Elizabeth is correct when she notes the ubiquity of almanacs in colonial America. They were cheap print. These small, inexpensive pocket references could be found in households from the grandest to the most humble and were published locally in large numbers from an early date.

This is not the first time that an advertisement for Ames’s Almanack in the New-London Gazette has been featured by the Adverts 250 Project. In fact, it was the second advertisement I selected when this project was still confined to #Adverts250 on Twitter. This earlier advertisement demonstrates how far in advance almanacs were printed. By the end of October, Timothy Green advertised that his imprint of the almanac did not include “Some Errors which passed in the first Boston Impression” and marketed the version of Ames’s Almanack he printed as “preferable to those which are Pedled about in the neighbouring Towns.”

Oct 25 - 10:25:1765 New-London Gazette
New-London Gazette (October 25, 1765).

Not unlike purchasing calendars in the modern era, it is reasonable to expect that colonial consumers bought almanacs before the first of the year or as shortly thereafter as possible. To gain the full value of a calendar or an almanac requires using it throughout the entire period it covers. I previously featured an advertisement for almanacs placed three weeks into the new year. Elizabeth selected an advertisement for almanacs placed nearly seven weeks into the new year!

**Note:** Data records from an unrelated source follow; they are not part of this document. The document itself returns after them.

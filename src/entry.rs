//! Index Entry Type
//!
//! Each key in the cache index maps to a [`CacheEntry`]: the cached value plus
//! an opaque handle to the key's node in the recency list. The handle is what
//! lets a hit relink its node to the front, and an eviction unlink the back
//! node, without ever scanning the list.
//!
//! # Memory Layout
//!
//! - `value: V` - User's value type
//! - `node: *mut Entry<K>` - 8 bytes (pointer into the recency list)
//!
//! The key itself lives twice: once as the index key and once inside the
//! recency node, so that eviction can read the LRU key straight off the back
//! of the list.

use crate::list::Entry;
use core::fmt;

/// Value slot stored in the cache index.
///
/// # Safety
///
/// `node` is valid for as long as this entry is present in the index. The
/// owning cache removes the index entry in the same operation that frees the
/// node, so a live `CacheEntry` never holds a dangling handle.
pub(crate) struct CacheEntry<K, V> {
    /// The cached value.
    pub(crate) value: V,

    /// Position of this entry's key in the recency list.
    pub(crate) node: *mut Entry<K>,
}

impl<K, V> CacheEntry<K, V> {
    #[inline]
    pub(crate) fn new(value: V, node: *mut Entry<K>) -> Self {
        Self { value, node }
    }
}

impl<K, V: fmt::Debug> fmt::Debug for CacheEntry<K, V> {
    fn fmt(&self, f: &mut fmt::Formatter<'_>) -> fmt::Result {
        f.debug_struct("CacheEntry")
            .field("value", &self.value)
            .finish_non_exhaustive()
    }
}
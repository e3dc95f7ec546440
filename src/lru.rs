//! Least Recently Used (LRU) Cache Implementation
//!
//! This module provides a count-bounded LRU cache with O(1) lookup, O(1)
//! insertion and O(1) recency tracking.
//!
//! # Algorithm
//!
//! Two structures are kept in lockstep:
//!
//! - an **index**, a hash map from key to [`CacheEntry`], holding the value and
//!   a handle to the key's node in the recency list;
//! - a **recency list**, a doubly linked list of keys ordered from most
//!   recently used (front) to least recently used (back).
//!
//! ```text
//!   index                          recency list
//!  ┌────────┬──────────────┐      ┌──────┐   ┌──────┐   ┌──────┐
//!  │ "e"    │ 2.17, node ──┼─────▶│ "e"  │◀─▶│"zero"│◀─▶│"sq2" │ ◀── evicted next
//!  │ "zero" │ 0.0,  node ──┼────────────────▶└──────┘   └──────┘
//!  │ "sq2"  │ 1.14, node ──┼────────────────────────────────▲
//!  └────────┴──────────────┘
//! ```
//!
//! A hit relinks the key's node to the front through its handle. Inserting a
//! new key pushes a node to the front; if that takes the cache over capacity,
//! the back node is unlinked, its key read out by value, and the matching
//! index entry removed.
//!
//! # Performance Characteristics
//!
//! - **Time Complexity**:
//!   - Find: O(1)
//!   - Insert: O(1)
//!   - Eviction: O(1)
//!
//! - **Space Complexity**:
//!   - O(n) where n is the capacity of the cache
//!   - Each entry stores its key twice (index and list node) plus two list
//!     pointers and one node handle
//!
//! # Thread Safety
//!
//! `LruCache` is not thread-safe. Wrap it in a lock, or enable the
//! `concurrent` feature for [`ConcurrentLruCache`](crate::ConcurrentLruCache).

use crate::config::LruCacheConfig;
use crate::entry::CacheEntry;
use crate::error::Result;
use crate::list::{self, List};
use crate::metrics::{CacheMetrics, CacheStatistics, CoreCacheMetrics};
use alloc::collections::BTreeMap;
use alloc::string::{String, ToString};
use core::borrow::Borrow;
use core::fmt;
use core::hash::{BuildHasher, Hash};
use core::num::NonZeroUsize;
use log::{debug, trace};

#[cfg(feature = "hashbrown")]
use hashbrown::DefaultHashBuilder;
#[cfg(feature = "hashbrown")]
use hashbrown::HashMap;

#[cfg(not(feature = "hashbrown"))]
use std::collections::hash_map::RandomState as DefaultHashBuilder;
#[cfg(not(feature = "hashbrown"))]
use std::collections::HashMap;

/// A count-bounded Least Recently Used (LRU) cache.
///
/// The cache has a fixed capacity and supports O(1) lookup and insertion.
/// When an insertion pushes the cache past its capacity, the least recently
/// used entry is evicted.
///
/// Every [`find`](Self::find) is counted in the cache's
/// [`statistics`](Self::statistics), and so is the lookup each
/// [`insert`](Self::insert) performs for its own key.
///
/// # Examples
///
/// ```
/// use tinylru::LruCache;
///
/// let mut cache = LruCache::new(2).unwrap();
///
/// cache.insert("apple", 1);
/// cache.insert("banana", 2);
///
/// // Finding a key makes it the most recently used
/// assert_eq!(cache.find(&"apple"), Some(&mut 1));
///
/// // Going over capacity evicts the least recently used key
/// cache.insert("cherry", 3);
/// assert_eq!(cache.find(&"banana"), None);
/// assert_eq!(cache.find(&"apple"), Some(&mut 1));
///
/// // Values can be edited in place
/// if let Some(value) = cache.find(&"cherry") {
///     *value += 10;
/// }
/// assert_eq!(cache.peek(&"cherry"), Some(&13));
/// ```
pub struct LruCache<K, V, S = DefaultHashBuilder> {
    config: LruCacheConfig,
    list: List<K>,
    map: HashMap<K, CacheEntry<K, V>, S>,
    metrics: CoreCacheMetrics,
}

// SAFETY: LruCache owns every list node, and the raw pointers in `map` only
// ever point at those nodes. Moving the cache to another thread moves all of it.
unsafe impl<K: Send, V: Send, S: Send> Send for LruCache<K, V, S> {}

// SAFETY: All mutation requires &mut self; shared references cannot cause data races.
unsafe impl<K: Sync, V: Sync, S: Sync> Sync for LruCache<K, V, S> {}

impl<K: Hash + Eq, V> LruCache<K, V, DefaultHashBuilder> {
    /// Creates an empty cache holding at most `capacity` entries.
    ///
    /// # Errors
    ///
    /// Returns [`CacheError::InvalidCapacity`](crate::CacheError::InvalidCapacity)
    /// if `capacity` is zero. No cache is created in that case.
    ///
    /// # Examples
    ///
    /// ```
    /// use tinylru::{CacheError, LruCache};
    ///
    /// let cache: LruCache<String, f64> = LruCache::new(4).unwrap();
    /// assert_eq!(cache.capacity().get(), 4);
    ///
    /// let err = LruCache::<String, f64>::new(0).unwrap_err();
    /// assert_eq!(err, CacheError::InvalidCapacity { capacity: 0 });
    /// ```
    pub fn new(capacity: usize) -> Result<Self> {
        Self::with_hasher(capacity, DefaultHashBuilder::default())
    }

    /// Creates an empty cache from a validated configuration.
    ///
    /// `hasher` defaults to [`DefaultHashBuilder`] when `None`.
    pub fn init(config: LruCacheConfig, hasher: Option<DefaultHashBuilder>) -> Self {
        Self::init_with_hasher(config, hasher.unwrap_or_default())
    }
}

impl<K: Hash + Eq, V, S: BuildHasher> LruCache<K, V, S> {
    /// Creates an empty cache with a custom hash builder.
    ///
    /// # Errors
    ///
    /// Returns [`CacheError::InvalidCapacity`](crate::CacheError::InvalidCapacity)
    /// if `capacity` is zero.
    pub fn with_hasher(capacity: usize, hash_builder: S) -> Result<Self> {
        let config = LruCacheConfig::new(capacity)?;
        Ok(Self::init_with_hasher(config, hash_builder))
    }

    /// Creates an empty cache from a validated configuration and a custom hash builder.
    pub fn init_with_hasher(config: LruCacheConfig, hash_builder: S) -> Self {
        debug!("creating LRU cache with capacity {}", config.capacity);
        // One slot of headroom: a new key is indexed before the LRU one is evicted.
        let map_capacity = config.capacity.get().saturating_add(1);
        LruCache {
            config,
            list: List::new(),
            map: HashMap::with_capacity_and_hasher(map_capacity, hash_builder),
            metrics: CoreCacheMetrics::new(),
        }
    }

    /// Maximum number of entries the cache holds.
    #[inline]
    pub fn capacity(&self) -> NonZeroUsize {
        self.config.capacity
    }

    /// Number of entries currently cached.
    #[inline]
    pub fn len(&self) -> usize {
        self.map.len()
    }

    /// Returns `true` if the cache holds no entries.
    #[inline]
    pub fn is_empty(&self) -> bool {
        self.map.is_empty()
    }

    /// Looks up `key`, marking it most recently used on a hit.
    ///
    /// The lookup is always counted in `lookups_total`; a hit also counts in
    /// `hits`. A miss leaves the recency order untouched.
    ///
    /// The returned reference lets the caller edit the cached value in place.
    /// It borrows the cache mutably, so it cannot outlive a later `insert`
    /// that might evict the entry.
    pub fn find<Q>(&mut self, key: &Q) -> Option<&mut V>
    where
        K: Borrow<Q>,
        Q: ?Sized + Hash + Eq,
    {
        self.metrics.record_lookup();
        let entry = self.map.get_mut(key)?;
        self.metrics.record_hit();
        // SAFETY: entry.node was handed out by self.list for this key and is
        // freed only together with the index entry.
        unsafe { self.list.move_to_front(entry.node) };
        Some(&mut entry.value)
    }

    /// Returns the value for `key` without touching recency or statistics.
    pub fn peek<Q>(&self, key: &Q) -> Option<&V>
    where
        K: Borrow<Q>,
        Q: ?Sized + Hash + Eq,
    {
        self.map.get(key).map(|entry| &entry.value)
    }

    /// Returns `true` if `key` is cached, without touching recency or statistics.
    pub fn contains<Q>(&self, key: &Q) -> bool
    where
        K: Borrow<Q>,
        Q: ?Sized + Hash + Eq,
    {
        self.map.contains_key(key)
    }

    /// Iterates over cached keys from most to least recently used.
    pub fn keys(&self) -> Keys<'_, K> {
        Keys {
            inner: self.list.iter(),
        }
    }

    /// Iterates over cached entries from most to least recently used.
    pub fn iter(&self) -> Iter<'_, K, V, S> {
        Iter {
            keys: self.list.iter(),
            map: &self.map,
        }
    }

    /// Returns a snapshot of the lookup, hit and eviction counters.
    #[inline]
    pub fn statistics(&self) -> CacheStatistics {
        self.metrics.snapshot()
    }
}

impl<K: Hash + Eq + Clone, V, S: BuildHasher> LruCache<K, V, S> {
    /// Stores `value` under `key` and marks the key most recently used.
    ///
    /// The key is first looked up (and counted) like a [`find`](Self::find).
    /// An existing entry is overwritten in place. A new key is added at the
    /// front; if that leaves the cache over capacity, the least recently
    /// used entry is evicted. At most one entry is evicted per call.
    pub fn insert(&mut self, key: K, value: V) {
        if let Some(slot) = self.find(&key) {
            *slot = value;
            return;
        }

        let node = self.list.push_front(key.clone());
        self.map.insert(key, CacheEntry::new(value, node));

        if self.map.len() > self.config.capacity.get() {
            self.evict_lru();
        }
    }

    fn evict_lru(&mut self) {
        // The key is read out of the back node by value before the index entry
        // holding the node handle is removed.
        if let Some(key) = self.list.remove_last() {
            self.map.remove(&key);
            self.metrics.record_eviction();
            trace!(
                "evicted least recently used entry (len={}, capacity={})",
                self.map.len(),
                self.config.capacity
            );
        }
    }
}

impl<K: Hash + Eq, V, S: BuildHasher> CacheMetrics for LruCache<K, V, S> {
    fn metrics(&self) -> BTreeMap<String, f64> {
        let mut metrics = self.statistics().to_btreemap();
        metrics.insert("capacity".to_string(), self.capacity().get() as f64);
        metrics.insert("len".to_string(), self.len() as f64);
        metrics
    }

    fn algorithm_name(&self) -> &'static str {
        "LRU"
    }
}

impl<K, V, S> fmt::Debug for LruCache<K, V, S> {
    fn fmt(&self, f: &mut fmt::Formatter<'_>) -> fmt::Result {
        f.debug_struct("LruCache")
            .field("capacity", &self.config.capacity)
            .field("len", &self.map.len())
            .field("statistics", &self.metrics.snapshot())
            .finish()
    }
}

/// Iterator over cached keys, most recently used first.
///
/// Created by [`LruCache::keys`].
pub struct Keys<'a, K> {
    inner: list::Iter<'a, K>,
}

impl<'a, K> Iterator for Keys<'a, K> {
    type Item = &'a K;

    #[inline]
    fn next(&mut self) -> Option<&'a K> {
        self.inner.next()
    }

    #[inline]
    fn size_hint(&self) -> (usize, Option<usize>) {
        self.inner.size_hint()
    }
}

impl<K> ExactSizeIterator for Keys<'_, K> {}

impl<K> fmt::Debug for Keys<'_, K> {
    fn fmt(&self, f: &mut fmt::Formatter<'_>) -> fmt::Result {
        f.debug_struct("Keys").field("inner", &self.inner).finish()
    }
}

/// Iterator over cached entries, most recently used first.
///
/// Created by [`LruCache::iter`].
pub struct Iter<'a, K, V, S> {
    keys: list::Iter<'a, K>,
    map: &'a HashMap<K, CacheEntry<K, V>, S>,
}

impl<'a, K: Hash + Eq, V, S: BuildHasher> Iterator for Iter<'a, K, V, S> {
    type Item = (&'a K, &'a V);

    fn next(&mut self) -> Option<(&'a K, &'a V)> {
        let key = self.keys.next()?;
        let entry = self.map.get(key)?;
        Some((key, &entry.value))
    }

    #[inline]
    fn size_hint(&self) -> (usize, Option<usize>) {
        self.keys.size_hint()
    }
}

impl<K, V, S> fmt::Debug for Iter<'_, K, V, S> {
    fn fmt(&self, f: &mut fmt::Formatter<'_>) -> fmt::Result {
        f.debug_struct("Iter").field("keys", &self.keys).finish()
    }
}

Jan 21 - 1:20:1766 Connecticut Courant
New-London Gazette (February 14, 1766).

What is happening here? It could be that the advertisement is filler, especially given its brevity, but it is also possible that Green ended up with a surplus and sought to continue to sell as many almanacs as possible to those who had not yet purchased them or desired additional copies. This advertisement could have been both padding that filled the page and the issue and an attempt to recoup his investment in printing Ames’s Almanack. This was the very first advertisement to appear in this issue of the New-London Gazette. Subscribers who read the news would have had to also read this advertisement to register that the advertising section had begun. Even if they did not continue with the other advertisements, at least they would have seen this one. It was the printer’s prerogative to place advertisements for his own goods and services wherever he wished in the issue.